Suggestions for email providers that allow mailbox creation via API and Forwarding Rules - email

I have a web application that utilizes several CRM types of emails for notifications, appointment reminders, attachments for digital sales and such. My clients can use my own admin domain email account to send these emails (no-reply email), or they can provide credentials for using their own SMTP server or relay service so that any emails that are replied to are sent to them (vs a no-reply admin email).
However, I'd like to try for a 3rd option where I can create an email mailbox on my a domain like so:
client1#mydomain.com
client2#mydomain.com
...
And then I would apply a forwarding rule on each one to send any replies to their personal email accounts so they wouldn't have to have their own SMTP service.
Now I can do this using providers' interfaces, but I'd rather do it with an API so I'm not having to manually create mailboxes and setting forwarding rules.
Currently I'm using AWS SES for my domain emailing, but I've searched for hours and the "solution" to create mailboxes and create rules to forward are ridiculous.

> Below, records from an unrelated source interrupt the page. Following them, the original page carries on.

//! Error types for Wisp operations.
//!
//! This module defines [`WispError`], the primary error type used throughout
//! the application, and a [`Result`] type alias for convenience.
//!
//! # Error Handling Strategy
//!
//! - Use `WispError` for domain-specific errors that need distinct handling
//! - Use `anyhow::Error` (via `WispError::Other`) for unexpected errors
//! - All errors should provide actionable messages for users

use thiserror::Error;

/// Core error type for Wisp operations.
#[derive(Debug, Error)]
pub enum WispError {
    /// A string did not name any known effect mode.
    #[error("Unknown mode: {value}")]
    UnknownMode { value: String },

    /// A prompt was requested but no way to answer it exists.
    #[error("No response available for prompt '{key}' in non-interactive mode")]
    PromptUnavailable { key: String },

    /// IO error wrapper.
    #[error("IO error: {0}")]
    Io(#[from] std::io::Error),

    /// Generic wrapped error for anyhow interop.
    #[error(transparent)]
    Other(#[from] anyhow::Error),
}

/// Result type alias for Wisp operations.
pub type Result<T> = std::result::Result<T, WispError>;

#[cfg(test)]
mod tests {
    use super::*;

    #[test]
    fn unknown_mode_displays_value() {
        let err = WispError::UnknownMode {
            value: "sparkles".into(),
        };
        let msg = err.to_string();
        assert!(msg.contains("Unknown mode"));
        assert!(msg.contains("sparkles"));
    }

    #[test]
    fn prompt_unavailable_displays_key() {
        let err = WispError::PromptUnavailable {
            key: "pick_mode".into(),
        };
        assert!(err.to_string().contains("pick_mode"));
    }

    #[test]
    fn io_error_converts_from_std() {
        let io_err = std::io::Error::new(std::io::ErrorKind::NotFound, "terminal missing");
        let err: WispError = io_err.into();
        assert!(matches!(err, WispError::Io(_)));
    }

    #[test]
    fn result_type_alias_works() {
        fn returns_error() -> Result<()> {
            Err(WispError::UnknownMode {
                value: "test".into(),
            })
        }
        assert!(returns_error().is_err());
    }
}
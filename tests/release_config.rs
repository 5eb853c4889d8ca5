#[test]
fn cargo_toml_has_release_profile() {
    let cargo_toml = include_str!("../Cargo.toml");
    assert!(
        cargo_toml.contains("[profile.release]"),
        "Cargo.toml must have a [profile.release] section"
    );
    assert!(
        cargo_toml.contains("lto = true"),
        "Release profile must enable LTO"
    );
    assert!(
        cargo_toml.contains("strip = true"),
        "Release profile must strip symbols"
    );
    assert!(
        cargo_toml.contains("codegen-units = 1"),
        "Release profile must use single codegen unit"
    );
}
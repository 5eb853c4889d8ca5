//! Wisp CLI entry point.

use std::process::ExitCode;

use clap::Parser;
use tracing_subscriber::{fmt, prelude::*, EnvFilter};
use wisp::cli::{Cli, CommandDispatcher, Commands};
use wisp::ui::create_ui;

/// Initialize the tracing subscriber for logging.
///
/// Log level is controlled by:
/// 1. `--debug` flag sets level to DEBUG
/// 2. `RUST_LOG` environment variable (if set)
/// 3. Default is INFO
fn init_tracing(debug: bool) {
    let filter = if debug {
        EnvFilter::new("wisp=debug")
    } else {
        EnvFilter::try_from_default_env().unwrap_or_else(|_| EnvFilter::new("wisp=info"))
    };

    tracing_subscriber::registry()
        .with(fmt::layer().with_target(false))
        .with(filter)
        .init();
}

fn main() -> ExitCode {
    let cli = Cli::parse();
    init_tracing(cli.debug);

    tracing::debug!("Wisp starting with args: {:?}", cli);

    // --no-color rides the NO_COLOR convention so console picks it up too
    if cli.no_color {
        std::env::set_var("NO_COLOR", "1");
    }

    // Only an explicit flag forces non-interactive here; create_ui also
    // degrades when stdout is not a terminal
    let is_interactive = match &cli.command {
        Some(Commands::Console(args)) => !args.non_interactive,
        _ => true,
    };

    let mut ui = create_ui(is_interactive);
    let dispatcher = CommandDispatcher::new();

    match dispatcher.dispatch(&cli, ui.as_mut()) {
        Ok(result) => ExitCode::from(result.exit_code as u8),
        Err(e) => {
            ui.error(&format!("Error: {}", e));
            ExitCode::from(1)
        }
    }
}
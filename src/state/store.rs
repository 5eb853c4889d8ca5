//! Single-value stores for the current effect selection.
//!
//! This module provides [`ModeStore`] and [`ColorStore`], one mutable cell
//! each, and [`EffectContext`], the owner that wires both together. State
//! lives only as long as the context that holds it: there is no persistence,
//! so every process starts from the defaults.
//!
//! Access is synchronous and single-threaded. Writers hold `&mut`, so the
//! compiler enforces one mutator at a time and a read always returns the
//! most recent write.

use super::Mode;

/// Holds the currently selected effect mode.
#[derive(Debug, Clone, Default, PartialEq, Eq)]
pub struct ModeStore {
    mode: Mode,
}

impl ModeStore {
    /// Create a store holding the default mode.
    pub fn new() -> Self {
        Self::default()
    }

    /// The currently selected mode.
    pub fn current(&self) -> Mode {
        self.mode
    }

    /// Select a mode, replacing the previous selection unconditionally.
    pub fn set(&mut self, mode: Mode) {
        self.mode = mode;
    }
}

/// Holds the current effect color.
///
/// The color is an opaque string handed to the renderer as-is. Any value is
/// accepted verbatim; nothing here parses, validates, or normalizes it.
#[derive(Debug, Clone, PartialEq, Eq)]
pub struct ColorStore {
    color: String,
}

impl ColorStore {
    /// Color every fresh store starts with.
    pub const DEFAULT: &'static str = "hsla(210, 100%, 50%, 1)";

    /// Create a store holding the default color.
    pub fn new() -> Self {
        Self::default()
    }

    /// The current color string.
    pub fn current(&self) -> &str {
        &self.color
    }

    /// Replace the color with any string, unconditionally.
    pub fn set(&mut self, color: impl Into<String>) {
        self.color = color.into();
    }
}

impl Default for ColorStore {
    fn default() -> Self {
        Self {
            color: Self::DEFAULT.to_string(),
        }
    }
}

/// Owns the effect state for one consumer.
///
/// Callers construct a context explicitly and pass it where it is needed;
/// nothing in this crate holds a process-wide instance. The two stores are
/// independent fields with their own setters, so changing one never touches
/// the other.
#[derive(Debug, Clone, Default, PartialEq, Eq)]
pub struct EffectContext {
    /// The mode cell.
    pub mode: ModeStore,
    /// The color cell.
    pub color: ColorStore,
}

impl EffectContext {
    /// Create a context with both stores at their defaults.
    pub fn new() -> Self {
        Self::default()
    }

    /// Restore both stores to their defaults.
    pub fn reset(&mut self) {
        self.mode = ModeStore::default();
        self.color = ColorStore::default();
    }
}
//! Defaults command implementation.
//!
//! The `wisp defaults` command prints the values every fresh session
//! starts from.

use serde::Serialize;

use crate::cli::args::DefaultsArgs;
use crate::error::{Result, WispError};
use crate::state::{ColorStore, Mode};
use crate::ui::UserInterface;

use super::dispatcher::{Command, CommandResult};

/// JSON report of the startup defaults.
#[derive(Debug, Serialize)]
struct DefaultsReport {
    mode: Mode,
    color: &'static str,
}

/// The defaults command implementation.
pub struct DefaultsCommand {
    args: DefaultsArgs,
}

impl DefaultsCommand {
    /// Create a new defaults command.
    pub fn new(args: DefaultsArgs) -> Self {
        Self { args }
    }
}

impl Command for DefaultsCommand {
    fn execute(&self, ui: &mut dyn UserInterface) -> Result<CommandResult> {
        if self.args.json {
            let report = DefaultsReport {
                mode: Mode::default(),
                color: ColorStore::DEFAULT,
            };

            let json =
                serde_json::to_string_pretty(&report).map_err(|e| WispError::Other(e.into()))?;
            ui.message(&json);
            return Ok(CommandResult::success());
        }

        ui.message(&format!("Mode:  {}", Mode::default()));
        ui.message(&format!("Color: {}", ColorStore::DEFAULT));

        Ok(CommandResult::success())
    }
}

Are there any other email providers out there that make this easier? I don't need anything fancy except the ability to create a bunch of email mailboxes via API (preferably with a high limit of mailboxes) and the ability to create the forwarding rules via API.
Or can anyone recommend a good email provider that allows for a lot of mailboxes and makes forwarding really easy (and of course cheap).
Like "cringe" GoDaddy Email or something similar??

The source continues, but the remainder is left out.